§ **PROBLEM REQUIREMENTS**:
Write out every line of the data below exactly as given.

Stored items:

★ ★ ★

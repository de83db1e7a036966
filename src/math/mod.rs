/*
 * // Copyright (c) Radzivon Bartoshyk 6/2025. All rights reserved.
 * //
 * // Redistribution and use in source and binary forms, with or without modification,
 * // are permitted provided that the following conditions are met:
 * //
 * // 1.  Redistributions of source code must retain the above copyright notice, this
 * // list of conditions and the following disclaimer.
 * //
 * // 2.  Redistributions in binary form must reproduce the above copyright notice,
 * // this list of conditions and the following disclaimer in the documentation
 * // and/or other materials provided with the distribution.
 * //
 * // 3.  Neither the name of the copyright holder nor the names of its
 * // contributors may be used to endorse or promote products derived from
 * // this software without specific prior written permission.
 * //
 * // THIS SOFTWARE IS PROVIDED BY THE COPYRIGHT HOLDERS AND CONTRIBUTORS "AS IS"
 * // AND ANY EXPRESS OR IMPLIED WARRANTIES, INCLUDING, BUT NOT LIMITED TO, THE
 * // IMPLIED WARRANTIES OF MERCHANTABILITY AND FITNESS FOR A PARTICULAR PURPOSE ARE
 * // DISCLAIMED. IN NO EVENT SHALL THE COPYRIGHT HOLDER OR CONTRIBUTORS BE LIABLE
 * // FOR ANY DIRECT, INDIRECT, INCIDENTAL, SPECIAL, EXEMPLARY, OR CONSEQUENTIAL
 * // DAMAGES (INCLUDING, BUT NOT LIMITED TO, PROCUREMENT OF SUBSTITUTE GOODS OR
 * // SERVICES; LOSS OF USE, DATA, OR PROFITS; OR BUSINESS INTERRUPTION) HOWEVER
 * // CAUSED AND ON ANY THEORY OF LIABILITY, WHETHER IN CONTRACT, STRICT LIABILITY,
 * // OR TORT (INCLUDING NEGLIGENCE OR OTHERWISE) ARISING IN ANY WAY OUT OF THE USE
 * // OF THIS SOFTWARE, EVEN IF ADVISED OF THE POSSIBILITY OF SUCH DAMAGE.
 */
//! Elementary functions on centred dyadic approximations. Working
//! precision is driven by the operand's midpoint bound or an explicit
//! resolution argument; every function returns an enclosure of the image.
mod atan;
mod exp;
mod log;
mod pi;
mod series;
mod sqrt;
mod trigo;

pub use atan::{atan_a, atan_binary_splitting_a};
pub use exp::{exp_a, exp_binary_splitting_a, exp_taylor_a};
pub use log::{agm_a, ln_large, ln_small, log2_a, log_a, log_agm_a, log_internal};
pub use pi::{pi_a, pi_agm_a, pi_borwein_a, pi_machin_a, pi_raw};
pub use series::{SeriesTuple, abpq, fudge, taylor, taylor_a};
pub use sqrt::{sqrt_a, sqrt_rec_a};
pub use trigo::{cos_a, sin_a};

★ ★ ★

§ **SOLUTION TO THE EXERCISE**:
repository de83db1e7a036966
filename src/math/mod.rs
/*
 * // Copyright (c) Radzivon Bartoshyk 6/2025. All rights reserved.
 * //
 * // Redistribution and use in source and binary forms, with or without modification,
 * // are permitted provided that the following conditions are met:
 * //
 * // 1.  Redistributions of source code must retain the above copyright notice, this
 * // list of conditions and the following disclaimer.
 * //
 * // 2.  Redistributions in binary form must reproduce the above copyright notice,
 * // this list of conditions and the following disclaimer in the documentation
 * // and/or other materials provided with the distribution.
 * //
 * // 3.  Neither the name of the copyright holder nor the names of its
 * // contributors may be used to endorse or promote products derived from
 * // this software without specific prior written permission.
 * //
 * // THIS SOFTWARE IS PROVIDED BY THE COPYRIGHT HOLDERS AND CONTRIBUTORS "AS IS"
 * // AND ANY EXPRESS OR IMPLIED WARRANTIES, INCLUDING, BUT NOT LIMITED TO, THE
 * // IMPLIED WARRANTIES OF MERCHANTABILITY AND FITNESS FOR A PARTICULAR PURPOSE ARE
 * // DISCLAIMED. IN NO EVENT SHALL THE COPYRIGHT HOLDER OR CONTRIBUTORS BE LIABLE
 * // FOR ANY DIRECT, INDIRECT, INCIDENTAL, SPECIAL, EXEMPLARY, OR CONSEQUENTIAL
 * // DAMAGES (INCLUDING, BUT NOT LIMITED TO, PROCUREMENT OF SUBSTITUTE GOODS OR
 * // SERVICES; LOSS OF USE, DATA, OR PROFITS; OR BUSINESS INTERRUPTION) HOWEVER
 * // CAUSED AND ON ANY THEORY OF LIABILITY, WHETHER IN CONTRACT, STRICT LIABILITY,
 * // OR TORT (INCLUDING NEGLIGENCE OR OTHERWISE) ARISING IN ANY WAY OUT OF THE USE
 * // OF THIS SOFTWARE, EVEN IF ADVISED OF THE POSSIBILITY OF SUCH DAMAGE.
 */
//! Elementary functions on centred dyadic approximations. Working
//! precision is driven by the operand's midpoint bound or an explicit
//! resolution argument; every function returns an enclosure of the image.
mod atan;
mod exp;
mod log;
mod pi;
mod series;
mod sqrt;
mod trigo;

pub use atan::{atan_a, atan_binary_splitting_a};
pub use exp::{exp_a, exp_binary_splitting_a, exp_taylor_a};
pub use log::{agm_a, ln_large, ln_small, log2_a, log_a, log_agm_a, log_internal};
pub use pi::{pi_a, pi_agm_a, pi_borwein_a, pi_machin_a, pi_raw};
pub use series::{SeriesTuple, abpq, fudge, taylor, taylor_a};
pub use sqrt::{sqrt_a, sqrt_rec_a};
pub use trigo::{cos_a, sin_a};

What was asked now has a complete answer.